Furthermore, the document introduces already existing considerations, for the classification of software as a medical device and essentially discusses the above-mentioned sources:
- The publication of the IMDRF (see above)
- The Australian “Therapeutic Goods Association” (TGA) referenced itself against European and American publications. It classifies documentation software and software, which only do simple calculations, that are not based on patient-specific data, as not a medical device. If the software-controlled or influenced another medical device, it falls into the same class.
- The Chinese Food and Drug Administration CFDA has a precise policy for the registration of software published as a medical device, in turn, the security classification in accordance with IEC 62304 is used.
- In the documents published in Europe the MEDDEV 2.1 / 6 (see above) is mentioned, as well as some tabulated examples of software that would be classified as a medical device or as a non-medical device. The classification rules set out in Appendix IX of the MDD are also cited.
- The document briefly discusses the requirements of Health Canada and mentions above all a FAQ document that gives examples and rules for the classification of software as a medical device. Again a chart mentions concrete examples.
- Among the requirements of the Japanese MHLW (Ministry of Health, Labor and Welfare) is written, that standalone software may be a medical device and that further recommendations are just about to be worked out.

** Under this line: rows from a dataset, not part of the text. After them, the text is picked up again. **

#[cfg(test)]
mod tests {
    use super::*;
    use crate::audio::queue::{Platform, Requester};
    use parking_lot::Mutex;
    use pretty_assertions::assert_eq;
    use serenity::model::id::UserId;

    #[derive(Default)]
    struct RecordingSink {
        notices: Mutex<Vec<(GuildId, RestoreNotice)>>,
        fail_for: Option<GuildId>,
    }

    #[async_trait]
    impl RestoreSink for RecordingSink {
        async fn notify_restore(&self, guild_id: GuildId, notice: &RestoreNotice) -> Result<()> {
            if self.fail_for == Some(guild_id) {
                anyhow::bail!("sin canal de texto");
            }
            self.notices.lock().push((guild_id, notice.clone()));
            Ok(())
        }
    }

    fn entry(title: &str, user: u64) -> QueueEntry {
        QueueEntry {
            title: title.to_string(),
            requester: Requester::new(UserId::new(user), format!("user{}", user)),
            platform: Platform::YouTube,
        }
    }

    fn state(guild: u64, current: Option<&str>, queued: &[&str]) -> GuildQueueState {
        GuildQueueState {
            guild_id: GuildId::new(guild),
            guild_name: format!("guild{}", guild),
            current: current.map(|title| entry(title, 1)),
            queued: queued.iter().map(|title| entry(title, 2)).collect(),
        }
    }

    fn persistence(dir: &tempfile::TempDir) -> QueuePersistence {
        QueuePersistence::new(
            dir.path().join("data").join("queue_state.json"),
            Duration::from_secs(24 * 3600),
        )
    }

    #[tokio::test]
    async fn test_save_writes_expected_format() {
        let dir = tempfile::tempdir().unwrap();
        let store = persistence(&dir);

        let saved = store
            .save(&[state(1, Some("Now"), &["Next"]), state(2, None, &[])])
            .await
            .unwrap();
        assert_eq!(saved, 1);

        let raw = std::fs::read_to_string(dir.path().join("data/queue_state.json")).unwrap();
        let value: serde_json::Value = serde_json::from_str(&raw).unwrap();
        assert_eq!(value["1"]["guild_name"], "guild1");
        assert_eq!(value["1"]["current_song"]["title"], "Now");
        assert_eq!(value["1"]["current_song"]["requester_id"], 1);
        assert_eq!(value["1"]["queue"][0]["requester_name"], "user2");
        assert!(value["1"]["saved_at"].is_i64());
        assert!(value.get("2").is_none());
        assert!(!dir.path().join("data/queue_state.json.tmp").exists());
    }

    #[tokio::test]
    async fn test_round_trip_notifies_fresh_guilds() {
        let dir = tempfile::tempdir().unwrap();
        let store = persistence(&dir);
        store
            .save(&[state(1, Some("Now"), &["a", "b"]), state(2, None, &["c"])])
            .await
            .unwrap();

        let sink = RecordingSink::default();
        assert_eq!(store.restore_on_startup(&sink).await.unwrap(), 2);

        let notices = sink.notices.lock().clone();
        assert_eq!(
            notices,
            vec![
                (
                    GuildId::new(1),
                    RestoreNotice {
                        guild_name: "guild1".to_string(),
                        queued: 2,
                        was_playing: Some("Now".to_string()),
                    }
                ),
                (
                    GuildId::new(2),
                    RestoreNotice {
                        guild_name: "guild2".to_string(),
                        queued: 1,
                        was_playing: None,
                    }
                ),
            ]
        );

        // El archivo se limpia tras restaurar
        assert!(store.load().await.is_empty());
    }

    #[tokio::test]
    async fn test_old_entries_are_skipped_silently() {
        let dir = tempfile::tempdir().unwrap();
        let store = persistence(&dir);
        let now = Utc::now().timestamp();

        let mut snapshot = Snapshot::new();
        for (id, age_hours) in [(1u64, 1i64), (2, 2), (3, 30)] {
            snapshot.insert(
                id.to_string(),
                SavedGuild {
                    guild_name: format!("guild{}", id),
                    current_song: None,
                    queue: vec![SavedTrack {
                        title: "x".to_string(),
                        requester_id: 5,
                        requester_name: "u".to_string(),
                    }],
                    saved_at: now - age_hours * 3600,
                },
            );
        }
        std::fs::create_dir_all(dir.path().join("data")).unwrap();
        std::fs::write(
            dir.path().join("data/queue_state.json"),
            serde_json::to_string(&snapshot).unwrap(),
        )
        .unwrap();

        let sink = RecordingSink::default();
        assert_eq!(store.restore_on_startup(&sink).await.unwrap(), 2);
        let guilds: Vec<GuildId> = sink.notices.lock().iter().map(|(id, _)| *id).collect();
        assert_eq!(guilds, vec![GuildId::new(1), GuildId::new(2)]);
    }

    #[tokio::test]
    async fn test_sink_failure_is_not_counted() {
        let dir = tempfile::tempdir().unwrap();
        let store = persistence(&dir);
        store
            .save(&[state(1, None, &["a"]), state(2, None, &["b"])])
            .await
            .unwrap();

        let sink = RecordingSink {
            fail_for: Some(GuildId::new(1)),
            ..RecordingSink::default()
        };
        assert_eq!(store.restore_on_startup(&sink).await.unwrap(), 1);
    }

    #[tokio::test]
    async fn test_load_tolerates_missing_empty_and_corrupt_files() {
        let dir = tempfile::tempdir().unwrap();
        let store = persistence(&dir);
        let path = dir.path().join("data/queue_state.json");

        assert!(store.load().await.is_empty());

        std::fs::create_dir_all(path.parent().unwrap()).unwrap();
        std::fs::write(&path, "   ").unwrap();
        assert!(store.load().await.is_empty());

        std::fs::write(&path, "{not json").unwrap();
        assert!(store.load().await.is_empty());

        let sink = RecordingSink::default();
        assert_eq!(store.restore_on_startup(&sink).await.unwrap(), 0);
    }

    #[tokio::test]
    async fn test_periodic_saves_on_signal_and_stops_on_shutdown() {
        let dir = tempfile::tempdir().unwrap();
        let store = Arc::new(persistence(&dir));
        let signal = Arc::new(Notify::new());
        let shutdown = CancellationToken::new();

        let task = tokio::spawn(Arc::clone(&store).run_periodic(
            Duration::from_secs(300),
            Arc::clone(&signal),
            shutdown.clone(),
            || async { vec![state(4, None, &["queued"])] },
        ));

        store
            .restore_on_startup(&RecordingSink::default())
            .await
            .unwrap();
        signal.notify_one();
        let mut saved = false;
        for _ in 0..200 {
            tokio::time::sleep(Duration::from_millis(10)).await;
            if store.load().await.contains_key("4") {
                saved = true;
                break;
            }
        }
        assert!(saved);

        shutdown.cancel();
        task.await.unwrap();
    }

    #[tokio::test]
    async fn test_saves_wait_for_restore() {
        let dir = tempfile::tempdir().unwrap();
        let store = Arc::new(persistence(&dir));
        store.save(&[state(7, Some("Before restart"), &[])]).await.unwrap();

        let signal = Arc::new(Notify::new());
        let shutdown = CancellationToken::new();
        let task = tokio::spawn(Arc::clone(&store).run_periodic(
            Duration::from_secs(300),
            Arc::clone(&signal),
            shutdown.clone(),
            || async { vec![state(8, None, &["fresh"])] },
        ));

        // Sin restaurar, la señal no pisa el archivo anterior
        signal.notify_one();
        tokio::time::sleep(Duration::from_millis(100)).await;
        assert!(!store.is_restored());
        let pending = store.load().await;
        assert!(pending.contains_key("7"));
        assert!(!pending.contains_key("8"));

        let sink = RecordingSink::default();
        assert_eq!(store.restore_on_startup(&sink).await.unwrap(), 1);
        assert_eq!(sink.notices.lock()[0].1.was_playing, Some("Before restart".to_string()));

        let mut saved = false;
        for _ in 0..200 {
            tokio::time::sleep(Duration::from_millis(10)).await;
            if store.load().await.contains_key("8") {
                saved = true;
                break;
            }
        }
        assert!(saved);

        shutdown.cancel();
        task.await.unwrap();
    }

    #[tokio::test]
    async fn test_unreadable_file_still_enables_saves() {
        let dir = tempfile::tempdir().unwrap();
        let store = persistence(&dir);
        // Un directorio en lugar del archivo no se puede leer
        std::fs::create_dir_all(dir.path().join("data/queue_state.json")).unwrap();

        assert!(!store.is_restored());
        assert_eq!(store.restore_on_startup(&RecordingSink::default()).await.unwrap(), 0);
        assert!(store.is_restored());
    }
}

- An overview of the specifications of the FDA (see above) completes the series of the investigated areas of law.
In the summary, the document summarises the similarities and differences, among other things, in a table. Herby, the software is discussed, which serves data communication. This software is not classified in Europe as a medical product, but it is already in most other areas of law.
10. The FDA on the Classification of Software as a Medical Device
a) Food, Drug, and Cosmetic Act (FD&C)
In the summer of 2017, the US Food, Drug, and Cosmetic Act (FD&C for short) revised the term “medical device” specifically with regard to software. However, this description was so cryptic that the FDA felt compelled to publish a guidance document in December 2017 setting out its interpretation of the law. Although this guidance document only refers to the decision support systems, it can easily be transferred to other standalone software.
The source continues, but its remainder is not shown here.